Aberrations of 22q11.23 were detected in 7 cases, including loss in 4 cases and gain in 3 cases. This region contains GSTT1 gene, belonging to Glutathione S-transferase (GST) family, which consists of several phase II detoxification enzymes and plays important roles in detoxification of a wide range of substrates, including mutagens, carcinogens, and chemotherapeutic agents, such as alkylating agents, platinum compounds, and anthracyclines. Besides its important roles in protecting cells from environment, genotoxic and oxidative stress, the detoxification capability is also associated with drug resistance [19]. The loss of GSTT1 was reported to be associated with an increased risk of Hodgkin lymphoma and some types of non-Hodgkin lymphoma. However, it is intriguing that loss of GSTT1 is associated with a better prognosis in patients treated with substrates for GSTT1 [20]. A possible explanation is that the loss of GSTT1 decreases the detoxification capability so as to decrease the pharmacokinetic and pharmacodynamic profile of chemotherapeutic agents, leading to a better response to treatment.
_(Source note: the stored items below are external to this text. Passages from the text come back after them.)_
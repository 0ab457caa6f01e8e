//! Compute a [`mailqual_model::FileFingerprint`] for a path (§3, §4.F step 1).

use std::path::Path;

use chrono::{DateTime, Utc};
use mailqual_model::FileFingerprint;

use crate::error::{PipelineError, Result};

pub fn fingerprint(path: &Path) -> Result<FileFingerprint> {
    let bytes = std::fs::read(path).map_err(|source| PipelineError::Fingerprint {
        path: path.to_path_buf(),
        source,
    })?;
    let metadata = std::fs::metadata(path).map_err(|source| PipelineError::Fingerprint {
        path: path.to_path_buf(),
        source,
    })?;
    let mtime: DateTime<Utc> = metadata
        .modified()
        .map(DateTime::<Utc>::from)
        .unwrap_or_else(|_| Utc::now());

    Ok(FileFingerprint {
        path: path.display().to_string(),
        content_hash: mailqual_common::sha256_hex(&bytes),
        size: metadata.len(),
        mtime,
        row_count: 0,
        emitted_row_count: 0,
    })
}
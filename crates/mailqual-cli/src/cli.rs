//! Top-level `clap` surface. Shaped after the teacher's actually-wired
//! `sdtm_cli::main`'s inline `Cli`/`Command` (not the richer, unused
//! `sdtm_cli::cli` module) with verbosity/color flags layered on from
//! `clap-verbosity-flag`/`colorchoice-clap`, matching the teacher's
//! `Cargo.toml` dependency pair.

use std::path::PathBuf;

use clap::{Parser, Subcommand};
use clap_verbosity_flag::{InfoLevel, Verbosity};
use colorchoice_clap::Color;

#[derive(Debug, Parser)]
#[command(name = "mailqual")]
#[command(about = "Offline email batch qualification: validate, filter, enrich")]
pub struct Cli {
    #[command(subcommand)]
    pub command: Command,

    #[command(flatten)]
    pub verbosity: Verbosity<InfoLevel>,

    #[command(flatten)]
    pub color: Color,

    /// Emit logs as newline-delimited JSON instead of the compact text format.
    #[arg(long, global = true)]
    pub log_json: bool,

    /// Directory holding the blocklist/metadata/cache stores.
    #[arg(long, global = true, value_name = "DIR", default_value = "./mailqual-state")]
    pub state_dir: PathBuf,
}

#[derive(Debug, Subcommand)]
pub enum Command {
    /// Read one or more input files, classify and enrich records, write
    /// category outputs (§4.F `process_batch`).
    Process {
        /// Input files (plain-text address lists or structured records).
        #[arg(required = true)]
        files: Vec<PathBuf>,
        /// Output directory for category files and the run summary.
        #[arg(long, value_name = "DIR", default_value = ".")]
        output_dir: PathBuf,
        /// Skip files already recorded as processed in the cache.
        #[arg(long)]
        skip_cached: bool,
    },
    /// Run the Smart Filter Engine over a clean-address list (§4.G).
    Filter {
        /// Newline-delimited clean address list.
        clean_addresses: PathBuf,
        /// Filter config document (TOML).
        #[arg(long, value_name = "PATH")]
        config: PathBuf,
        /// Output directory for tier files and the exclusion report.
        #[arg(long, value_name = "DIR", default_value = ".")]
        output_dir: PathBuf,
        /// Tag embedded in output filenames (defaults to a UTC timestamp).
        #[arg(long)]
        run_tag: Option<String>,
    },
    /// Manage the blocklist (§4.B).
    Blocklist {
        #[command(subcommand)]
        command: BlocklistCommand,
    },
    /// Query the metadata store (§4.C).
    Metadata {
        #[command(subcommand)]
        command: MetadataCommand,
    },
    /// Inspect or maintain the processing cache (§4.D).
    Cache {
        #[command(subcommand)]
        command: CacheCommand,
    },
}

#[derive(Debug, Subcommand)]
pub enum BlocklistCommand {
    /// Block a single address.
    AddEmail {
        email: String,
        #[arg(long)]
        note: Option<String>,
    },
    /// Block an entire domain (also blocks its subdomains).
    AddDomain {
        domain: String,
        #[arg(long)]
        note: Option<String>,
    },
    /// Remove a previously blocked address.
    RemoveEmail { email: String },
    /// Remove a previously blocked domain.
    RemoveDomain { domain: String },
    /// Import a CSV delivery/bounce log, promoting problematic domains.
    Import {
        log: PathBuf,
        /// Comma-separated statuses to import (default: hard/soft bounce, spam, unsubscribed).
        #[arg(long, value_delimiter = ',')]
        statuses: Option<Vec<String>>,
    },
    /// Print the current blocklist as `kind,target` rows.
    Export,
    /// Print email/domain counts.
    Stats,
    /// Undo the most recent mutation.
    Undo,
    /// Redo the most recently undone mutation.
    Redo,
}

#[derive(Debug, Subcommand)]
pub enum MetadataCommand {
    /// Look up stored metadata for one address.
    Get { address: String },
    /// Search stored metadata by field predicates.
    Search {
        #[arg(long)]
        country: Option<String>,
        #[arg(long)]
        industry: Option<String>,
    },
    /// Print row counts and per-field coverage.
    Stats,
}

#[derive(Debug, Subcommand)]
pub enum CacheCommand {
    /// Print file/address table row counts.
    Query,
    /// Drop all cached fingerprints and seen-address records.
    Invalidate,
    /// Reclaim space after heavy churn.
    Vacuum,
}

#[cfg(test)]
mod tests {
    use super::*;

    #[test]
    fn process_parses_file_list_and_flags() {
        let cli = Cli::parse_from(["mailqual", "process", "a.txt", "b.txt", "--skip-cached"]);
        match cli.command {
            Command::Process { files, skip_cached, .. } => {
                assert_eq!(files, vec![PathBuf::from("a.txt"), PathBuf::from("b.txt")]);
                assert!(skip_cached);
            }
            other => panic!("expected Process, got {other:?}"),
        }
    }

    #[test]
    fn blocklist_import_splits_comma_separated_statuses() {
        let cli = Cli::parse_from([
            "mailqual",
            "blocklist",
            "import",
            "log.csv",
            "--statuses",
            "hard_bounce,spam",
        ]);
        match cli.command {
            Command::Blocklist { command: BlocklistCommand::Import { statuses, .. } } => {
                assert_eq!(statuses, Some(vec!["hard_bounce".to_string(), "spam".to_string()]));
            }
            other => panic!("expected Blocklist Import, got {other:?}"),
        }
    }

    #[test]
    fn state_dir_defaults_when_not_given() {
        let cli = Cli::parse_from(["mailqual", "cache", "query"]);
        assert_eq!(cli.state_dir, PathBuf::from("./mailqual-state"));
    }
}
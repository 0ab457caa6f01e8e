//! Plain-text reader (§4.E): one address per line, optional trailing
//! metadata separated by `,`, `;`, or a tab.

use std::io::BufRead;

use mailqual_model::Record;

use crate::error::Result;

const SEPARATORS: [char; 3] = [',', ';', '\t'];

pub struct PlainTextReader<R: BufRead> {
    lines: std::io::Lines<R>,
    source_file: String,
    row: u64,
}

impl<R: BufRead> PlainTextReader<R> {
    pub fn new(reader: R, source_file: impl Into<String>) -> Self {
        Self {
            lines: reader.lines(),
            source_file: source_file.into(),
            row: 0,
        }
    }
}

impl<R: BufRead> Iterator for PlainTextReader<R> {
    type Item = Result<Record>;

    fn next(&mut self) -> Option<Self::Item> {
        loop {
            let line = self.lines.next()?;
            self.row += 1;
            let line = match line {
                Ok(l) => l,
                Err(e) => {
                    return Some(Err(crate::error::IngestError::ReadError {
                        path: self.source_file.clone().into(),
                        row: self.row,
                        cause: e.to_string(),
                    }));
                }
            };

            let line = strip_bom(&line);
            let trimmed = line.trim();
            if trimmed.is_empty() || trimmed.starts_with('#') {
                continue;
            }

            let (address, extra) = match trimmed.split_once(SEPARATORS.as_slice()) {
                Some((addr, rest)) => (addr.trim().to_string(), Some(rest.trim().to_string())),
                None => (trimmed.to_string(), None),
            };

            let mut record = Record::new(address, self.source_file.clone(), self.row);
            if let Some(extra) = extra {
                let mut metadata = mailqual_model::Metadata::default();
                metadata.extras.insert("extra_columns".to_string(), extra);
                record = record.with_metadata(metadata);
            }
            return Some(Ok(record));
        }
    }
}

fn strip_bom(line: &str) -> &str {
    line.strip_prefix('\u{feff}').unwrap_or(line)
}

#[cfg(test)]
mod tests {
    use super::*;
    use std::io::Cursor;

    fn read_all(input: &str) -> Vec<Record> {
        PlainTextReader::new(Cursor::new(input), "f.txt")
            .map(|r| r.unwrap())
            .collect()
    }

    #[test]
    fn skips_blank_and_comment_lines() {
        let records = read_all("alice@example.com\n\n# a comment\nbob@example.com\n");
        assert_eq!(records.len(), 2);
        assert_eq!(records[0].raw_address, "alice@example.com");
        assert_eq!(records[1].raw_address, "bob@example.com");
    }

    #[test]
    fn captures_trailing_metadata_as_extras() {
        let records = read_all("alice@example.com,some note\n");
        let metadata = records[0].metadata.as_ref().unwrap();
        assert_eq!(
            metadata.extras.get("extra_columns"),
            Some(&"some note".to_string())
        );
    }

    #[test]
    fn rows_are_counted_from_one() {
        let records = read_all("a@example.com\nb@example.com\n");
        assert_eq!(records[0].source_row, 1);
        assert_eq!(records[1].source_row, 2);
    }

    #[test]
    fn strips_leading_bom() {
        let records = read_all("\u{feff}alice@example.com\n");
        assert_eq!(records[0].raw_address, "alice@example.com");
    }

    #[test]
    fn accepts_semicolon_and_tab_separators() {
        let records = read_all("a@example.com;x\nb@example.com\tother\n");
        assert_eq!(records[0].raw_address, "a@example.com");
        assert_eq!(records[1].raw_address, "b@example.com");
    }
}
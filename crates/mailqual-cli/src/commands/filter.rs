use std::path::{Path, PathBuf};

use anyhow::Result;
use chrono::Utc;
use mailqual_filter::{FilterEngine, load_from_path};
use mailqual_store::MetadataStore;

use crate::summary;

pub fn run(
    state_dir: &Path,
    clean_addresses: PathBuf,
    config: PathBuf,
    output_dir: PathBuf,
    run_tag: Option<String>,
) -> Result<()> {
    let filter_config = load_from_path(&config)?;
    let metadata_store = MetadataStore::init(&state_dir.join("metadata"))?;
    let engine = FilterEngine::new(filter_config);

    let run_tag = run_tag.unwrap_or_else(|| Utc::now().format("%Y%m%d_%H%M%S").to_string());
    let result = engine.run(&clean_addresses, &metadata_store, &output_dir, &run_tag)?;
    summary::print_filter_summary(&result.counts, &result.paths);
    Ok(())
}
use thiserror::Error;

#[derive(Debug, Error)]
#[non_exhaustive]
pub enum PipelineError {
    #[error("record read error: {0}")]
    Ingest(#[from] mailqual_ingest::IngestError),

    #[error("blocklist error: {0}")]
    Blocklist(#[from] mailqual_blocklist::BlocklistError),

    #[error("metadata store error: {0}")]
    Store(#[from] mailqual_store::StoreError),

    #[error("processing cache error, batch aborted: {0}")]
    CacheAborted(#[from] mailqual_cache::CacheError),

    #[error("result writer error: {0}")]
    Output(#[from] mailqual_output::OutputError),

    #[error("failed to fingerprint {path}: {source}")]
    Fingerprint {
        path: std::path::PathBuf,
        #[source]
        source: std::io::Error,
    },

    #[error("run was cancelled")]
    Cancelled,

    #[error("a pipeline task panicked: {0}")]
    TaskPanicked(String),
}

pub type Result<T> = std::result::Result<T, PipelineError>;
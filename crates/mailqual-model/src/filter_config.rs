//! [`FilterConfig`]: the Smart Filter Engine's configuration document (§3).
//!
//! Structural shape only — semantic validation (weights summing to 1.0,
//! threshold ordering, mandatory exclusion categories) lives in
//! `mailqual-filter`, which is the component that must reject a bad config
//! before any I/O begins.

use std::collections::BTreeSet;

use serde::{Deserialize, Serialize};

/// The seven exclusion categories that §3/§9 require every config to carry.
pub const MANDATORY_EXCLUSION_CATEGORIES: [&str; 7] = [
    "medical",
    "educational",
    "government",
    "pharmacy",
    "legal",
    "tourism",
    "research_ngo",
];

#[derive(Debug, Clone, Serialize, Deserialize)]
pub struct FilterConfig {
    pub name: String,
    pub version: String,
    #[serde(default)]
    pub target_country: Option<String>,
    #[serde(default)]
    pub target_industry: Option<String>,
    #[serde(default)]
    pub language_codes: Vec<String>,

    pub weights: Weights,
    pub thresholds: Thresholds,
    pub industry_keywords: IndustryKeywords,
    pub geographic_priorities: GeographicPriorities,

    /// Keyed by one of [`MANDATORY_EXCLUSION_CATEGORIES`]; a config must
    /// contain every key to pass loading.
    pub exclusions: std::collections::BTreeMap<String, ExclusionCategory>,

    #[serde(default)]
    pub personal_domains: BTreeSet<String>,
    #[serde(default)]
    pub service_prefixes: BTreeSet<String>,
    #[serde(default)]
    pub excluded_country_domains: BTreeSet<String>,
    #[serde(default)]
    pub suspicious_regexes: Vec<String>,

    #[serde(default)]
    pub role_prefixes: BTreeSet<String>,
    #[serde(default)]
    pub bonus_multipliers: Vec<BonusMultiplier>,
    #[serde(default = "default_bonus_cap")]
    pub bonus_cap: f64,
}

fn default_bonus_cap() -> f64 {
    3.0
}

#[derive(Debug, Clone, Copy, Serialize, Deserialize)]
pub struct Weights {
    pub email_quality: f64,
    pub company_relevance: f64,
    pub geographic_priority: f64,
    pub engagement: f64,
}

impl Weights {
    pub fn sum(&self) -> f64 {
        self.email_quality + self.company_relevance + self.geographic_priority + self.engagement
    }
}

#[derive(Debug, Clone, Copy, Serialize, Deserialize)]
pub struct Thresholds {
    pub high: i64,
    pub medium: i64,
    pub low: i64,
}

#[derive(Debug, Clone, Default, Serialize, Deserialize)]
pub struct IndustryKeywords {
    #[serde(default)]
    pub primary: BTreeSet<String>,
    #[serde(default)]
    pub secondary: BTreeSet<String>,
    #[serde(default)]
    pub processes: BTreeSet<String>,
    #[serde(default)]
    pub materials: BTreeSet<String>,
    #[serde(default)]
    pub negative: BTreeSet<String>,
}

#[derive(Debug, Clone, Default, Serialize, Deserialize)]
pub struct GeographicPriorities {
    #[serde(default)]
    pub high: BTreeSet<String>,
    #[serde(default)]
    pub medium: BTreeSet<String>,
    #[serde(default)]
    pub low: BTreeSet<String>,
}

/// One of the seven mandatory exclusion categories.
#[derive(Debug, Clone, Default, Serialize, Deserialize)]
pub struct ExclusionCategory {
    pub domain_patterns: BTreeSet<String>,
    pub email_prefixes: BTreeSet<String>,
    #[serde(default)]
    pub keywords: BTreeSet<String>,
}

#[derive(Debug, Clone, Serialize, Deserialize)]
pub struct BonusMultiplier {
    pub name: String,
    pub multiplier: f64,
}
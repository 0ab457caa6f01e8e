use std::collections::BTreeSet;
use std::path::Path;

use anyhow::Result;
use mailqual_blocklist::{BlocklistService, ImportPolicy};

use crate::cli::BlocklistCommand;
use crate::summary;

pub fn run(state_dir: &Path, command: BlocklistCommand) -> Result<()> {
    let service = BlocklistService::init(&state_dir.join("blocklist"))?;

    match command {
        BlocklistCommand::AddEmail { email, note } => {
            service.add_email(&email, note.as_deref())?;
            println!("blocked {email}");
        }
        BlocklistCommand::AddDomain { domain, note } => {
            service.add_domain(&domain, note.as_deref())?;
            println!("blocked domain {domain}");
        }
        BlocklistCommand::RemoveEmail { email } => {
            service.remove_email(&email)?;
            println!("unblocked {email}");
        }
        BlocklistCommand::RemoveDomain { domain } => {
            service.remove_domain(&domain)?;
            println!("unblocked domain {domain}");
        }
        BlocklistCommand::Import { log, statuses } => {
            let file = std::fs::File::open(&log)?;
            let policy = match statuses {
                Some(statuses) => ImportPolicy {
                    allowed_statuses: statuses.into_iter().map(|s| s.to_lowercase()).collect::<BTreeSet<_>>(),
                },
                None => ImportPolicy::default(),
            };
            let promoted = service.import_from_log(file, &policy)?;
            println!("imported log; promoted {} domain(s) to blocked: {:?}", promoted.len(), promoted);
            summary::print_blocklist_stats(&service.stats());
        }
        BlocklistCommand::Export => {
            print!("{}", service.export());
        }
        BlocklistCommand::Stats => {
            summary::print_blocklist_stats(&service.stats());
        }
        BlocklistCommand::Undo => {
            let event = service.undo_last()?;
            println!("undid {:?} on {}", event.operation, event.target);
        }
        BlocklistCommand::Redo => {
            let event = service.redo_last()?;
            println!("redid {:?} on {}", event.operation, event.target);
        }
    }
    Ok(())
}
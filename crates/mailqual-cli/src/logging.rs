//! Logging setup: verbosity-derived level filter, optional JSON format,
//! `RUST_LOG` override. A deliberately smaller cousin of the teacher's
//! `sdtm_cli::logging::LogConfig`/`init_logging` (which also supports a
//! log-file sink and a hand-rolled human formatter); this CLI only ever
//! logs to stderr, so that machinery is dropped rather than carried along
//! unused.

use tracing_subscriber::EnvFilter;
use tracing_subscriber::filter::LevelFilter;

#[derive(Debug, Clone, Copy, PartialEq, Eq)]
pub enum LogFormat {
    Pretty,
    Json,
}

#[derive(Debug, Clone)]
pub struct LogConfig {
    pub level_filter: LevelFilter,
    pub format: LogFormat,
}

impl LogConfig {
    pub fn from_level_filter(level_filter: LevelFilter, json: bool) -> Self {
        Self {
            level_filter,
            format: if json { LogFormat::Json } else { LogFormat::Pretty },
        }
    }
}

/// `RUST_LOG` always wins over `-v`/`-q` when set, matching the teacher's
/// `build_env_filter` precedence.
pub fn init_logging(config: &LogConfig) {
    let filter = EnvFilter::try_from_default_env().unwrap_or_else(|_| EnvFilter::new(config.level_filter.to_string()));

    let subscriber = tracing_subscriber::fmt().with_env_filter(filter).with_target(false);
    match config.format {
        LogFormat::Pretty => subscriber.compact().init(),
        LogFormat::Json => subscriber.json().init(),
    }
}

#[cfg(test)]
mod tests {
    use super::*;

    #[test]
    fn json_flag_selects_json_format() {
        let config = LogConfig::from_level_filter(LevelFilter::DEBUG, true);
        assert_eq!(config.format, LogFormat::Json);
        assert_eq!(config.level_filter, LevelFilter::DEBUG);
    }

    #[test]
    fn default_format_is_pretty() {
        let config = LogConfig::from_level_filter(LevelFilter::WARN, false);
        assert_eq!(config.format, LogFormat::Pretty);
    }
}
In our study, the aberrations of GSTT1 gene in NK/TCL were various, which presented as loss and gain. We attempted to detect the GSTT1 gene in cases with 22q11.23 loss. There was no amplification of product in any of the 4 cases with 22q11.23 loss (Table 1), while a normal GSTT1 sequence was found in the other cases. This GSTT1’s contribution to NK/TCL remains unclear and needs more studies.

In summary, the present array CGH results suggested the involvement of a complex and multiple genetic changes in the development of NK/TCL. A further study to identify the potential candidate genes was required to better understand the pathogenesis of NK/TCL.